Основатели современной психологии, включая Фрейда и Юнга, для построения своих теорий в основном использовали психодинамические подходы и предпосылки. Однако недавно проведенные исследования говорят о том, что лишь десять процентов американских психологов считают свой подход преимущественно психодинамическим. Отдавая дань современной тенденции практически все измерять количественно, большинство терапевтов предпочли бихевиоральные подходы, когнитивную коррекцию или фармакологическую интервенцию. Хотя все эти методы, вне всякого сомнения, имеют свои достоинства, они привлекают многих людей, потому что позволяют получить результаты, поддающиеся оценке, и концентрируются на краткосрочном решении проблем, преодолении кризисной ситуации и адаптации. Трансформация не является их целью, ибо достижение этой цели требует длительного времени и огромных усилий; оно недоступно оценке и связано с немалым риском.

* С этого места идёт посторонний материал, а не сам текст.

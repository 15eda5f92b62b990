use tracing::warn;

use crate::config::StreamingConfig;

/// Thresholds for the preprocessing chain.
#[derive(Debug, Clone, Copy)]
pub struct ProcessorConfig {
    /// Noise gate threshold as a fraction of full scale.
    pub noise_gate: f32,
    /// Peak amplitude below which a trim frame counts as silence.
    pub trim_threshold: i16,
    /// Trim frame size in samples.
    pub trim_frame_size: usize,
    /// Peak normalization target as a fraction of full scale.
    pub normalize_target: f32,
}

impl From<&StreamingConfig> for ProcessorConfig {
    fn from(cfg: &StreamingConfig) -> Self {
        Self {
            noise_gate: cfg.noise_gate,
            trim_threshold: cfg.trim_threshold,
            trim_frame_size: cfg.trim_frame_size,
            normalize_target: cfg.normalize_target,
        }
    }
}

/// Run the full preprocessing chain on a segment: noise gate, silence trim,
/// then DC-offset removal with peak normalization.
pub fn preprocess(samples: &[i16], cfg: &ProcessorConfig) -> Vec<i16> {
    let gated = apply_noise_gate(samples, cfg.noise_gate);
    let trimmed = trim_silence(&gated, cfg.trim_threshold, cfg.trim_frame_size);
    normalize_volume(trimmed, cfg.normalize_target)
}

/// Zero every sample whose magnitude falls below `threshold` of full scale.
pub fn apply_noise_gate(samples: &[i16], threshold: f32) -> Vec<i16> {
    let threshold_abs = (threshold * 32768.0) as i32;

    samples
        .iter()
        .map(|&s| {
            if (s as i32).abs() < threshold_abs {
                0
            } else {
                s
            }
        })
        .collect()
}

/// Drop leading and trailing frames whose peak magnitude stays below
/// `threshold`. An entirely quiet segment trims to empty.
pub fn trim_silence(samples: &[i16], threshold: i16, frame_size: usize) -> &[i16] {
    let n = samples.len();
    if n == 0 || frame_size == 0 {
        return samples;
    }

    let frame_peak = |frame: &[i16]| {
        frame
            .iter()
            .map(|&s| (s as i32).unsigned_abs())
            .max()
            .unwrap_or(0)
    };

    let mut start = 0;
    while start < n {
        let end = (start + frame_size).min(n);
        if frame_peak(&samples[start..end]) > threshold as u32 {
            break;
        }
        start += frame_size;
    }

    let mut stop = n;
    while stop > start {
        let begin = stop.saturating_sub(frame_size).max(start);
        if frame_peak(&samples[begin..stop]) > threshold as u32 {
            break;
        }
        stop -= frame_size.min(stop - start);
    }

    &samples[start.min(stop)..stop]
}

/// Remove the DC offset and scale the peak to `target_peak` of full scale,
/// clamping to the i16 range.
pub fn normalize_volume(samples: &[i16], target_peak: f32) -> Vec<i16> {
    let n = samples.len();
    if n == 0 {
        return Vec::new();
    }

    let sum: i64 = samples.iter().map(|&s| s as i64).sum();
    let mean = sum as f64 / n as f64;

    let peak = samples
        .iter()
        .map(|&s| (s as f64 - mean).abs())
        .fold(0.0_f64, f64::max);

    if peak == 0.0 {
        return samples.to_vec();
    }

    let gain = (target_peak as f64 * 32767.0) / peak;

    samples
        .iter()
        .map(|&s| {
            let v = ((s as f64 - mean) * gain).round();
            v.clamp(-32768.0, 32767.0) as i16
        })
        .collect()
}

/// Interpret raw bytes as little-endian 16-bit PCM samples. A trailing odd
/// byte (malformed input) is dropped with a warning.
pub fn bytes_to_samples(bytes: &[u8]) -> Vec<i16> {
    if bytes.len() % 2 != 0 {
        warn!(
            "Odd PCM byte length ({}), dropping trailing byte",
            bytes.len()
        );
    }

    bytes
        .chunks_exact(2)
        .map(|pair| i16::from_le_bytes([pair[0], pair[1]]))
        .collect()
}

/// Serialize samples back to little-endian PCM bytes.
pub fn samples_to_bytes(samples: &[i16]) -> Vec<u8> {
    samples.iter().flat_map(|s| s.to_le_bytes()).collect()
}
/// RMS-based loudness measurement over a processed segment.
///
/// Used to decide whether a segment is worth sending to the transcription
/// backend at all; silence and background hum fail the gate and the session
/// keeps accumulating instead.
#[derive(Debug, Clone, Copy)]
pub struct AudioQuality {
    /// Root-mean-square amplitude.
    pub rms: f64,
    /// RMS as a percentage of full scale (32768).
    pub rms_percent: f64,
    /// Peak sample magnitude.
    pub peak: u32,
}

impl AudioQuality {
    /// Measure a segment. An empty segment measures as silence.
    pub fn measure(samples: &[i16]) -> Self {
        if samples.is_empty() {
            return Self {
                rms: 0.0,
                rms_percent: 0.0,
                peak: 0,
            };
        }

        let mut sum_squares = 0.0_f64;
        let mut peak = 0u32;

        for &sample in samples {
            let magnitude = (sample as i32).unsigned_abs();
            sum_squares += (magnitude as f64) * (magnitude as f64);
            if magnitude > peak {
                peak = magnitude;
            }
        }

        let rms = (sum_squares / samples.len() as f64).sqrt();
        let rms_percent = rms / 32768.0 * 100.0;

        Self {
            rms,
            rms_percent,
            peak,
        }
    }

    /// A segment passes only when both the absolute RMS floor and the
    /// relative percentage floor are exceeded.
    pub fn passes(&self, min_rms: f64, min_percent: f64) -> bool {
        self.rms > min_rms && self.rms_percent > min_percent
    }
}

#[cfg(test)]
mod tests {
    use super::*;

    #[test]
    fn silence_fails_the_gate() {
        let q = AudioQuality::measure(&vec![0i16; 1600]);
        assert_eq!(q.rms, 0.0);
        assert!(!q.passes(400.0, 1.5));
    }

    #[test]
    fn loud_audio_passes_the_gate() {
        let samples: Vec<i16> = (0..1600).map(|i| if i % 2 == 0 { 8000 } else { -8000 }).collect();
        let q = AudioQuality::measure(&samples);
        assert!(q.rms > 400.0);
        assert_eq!(q.peak, 8000);
        assert!(q.passes(400.0, 1.5));
    }

    #[test]
    fn gate_is_monotonic_in_amplitude() {
        let loud: Vec<i16> = (0..1600).map(|i| if i % 2 == 0 { 8000 } else { -8000 }).collect();
        assert!(AudioQuality::measure(&loud).passes(400.0, 1.5));

        // Scale the passing segment down below the floors and it must fail
        let quiet: Vec<i16> = loud.iter().map(|&s| s / 100).collect();
        assert!(!AudioQuality::measure(&quiet).passes(400.0, 1.5));

        // Scale a failing segment back up and it must pass again
        let restored: Vec<i16> = quiet.iter().map(|&s| s * 100).collect();
        assert!(AudioQuality::measure(&restored).passes(400.0, 1.5));
    }
}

Многие критики пытаются развенчать научную основу психодинамической терапии, а некоторые просто называют ее псевдорелигией. Ни одно из этих критических замечаний не следует отрицать, хотя некоторые необходимо переформулировать. Деятельность психики нужно считывать на символическом языке, и даже научные понятия при их буквальном понимании рискуют превратиться в старую ересь. Их следует понимать символически, то есть видеть в них образы, выходящие за пределы своих ограничений и обращенные к движениям души. Такими понятиями являются метафоры, которые соединяют нас с непостижимым, и по-другому считают только люди, никогда не вступавшие в диалог со своим бессознательным.
Психодинамическая терапия появилась вследствие разрушения великих мифов и социальных институтов, которые поддерживали эти мифы. Хотя существуют и явная патология, и проявления характерных симптомов, указанных в справочнике DSM-IV, они не имеют отношения к глубинной работе; первичная травма современного человека – это чаще всего душевная травма. Упав с крыши средневекового собора, мы попали в пропасть. Глубинная психология – это процесс, благодаря которому может произойти исцеление расщепленной психики, человек может узнать свой индивидуальный миф, и этот миф вытеснит культурную идеологию, которая потерпела банкротство. Это не догма, а скорее методология, позволяющая человеку искать возможность соприкоснуться с внутренней трансформирующей энергией. Это не Новая Эра, а Древняя Эпоха, возраст которой соответствует возрасту архетипов.
Глубинный метод исследования психики требует серьезного наблюдения за состоянием человека, чтобы отмечать приступы страха и трепета из-за воздействия динамических сил бессознательного. Древние греки отдавали дань уважения этим силам в драматургии, создав образ Медеи, которая так подчинялась воле богов, что была вынуждена убить своих детей. Древние греки создали и образ Эдипа, который не мог осознать самого простого – своей идентичности, а также образ Клитемнестры, которая могла быть скорбящей матерью, проницательным политиком, любовницей и вместе с тем мстить своему мужу Агамемнону, сначала заманивая его в ловушку, а затем убивая.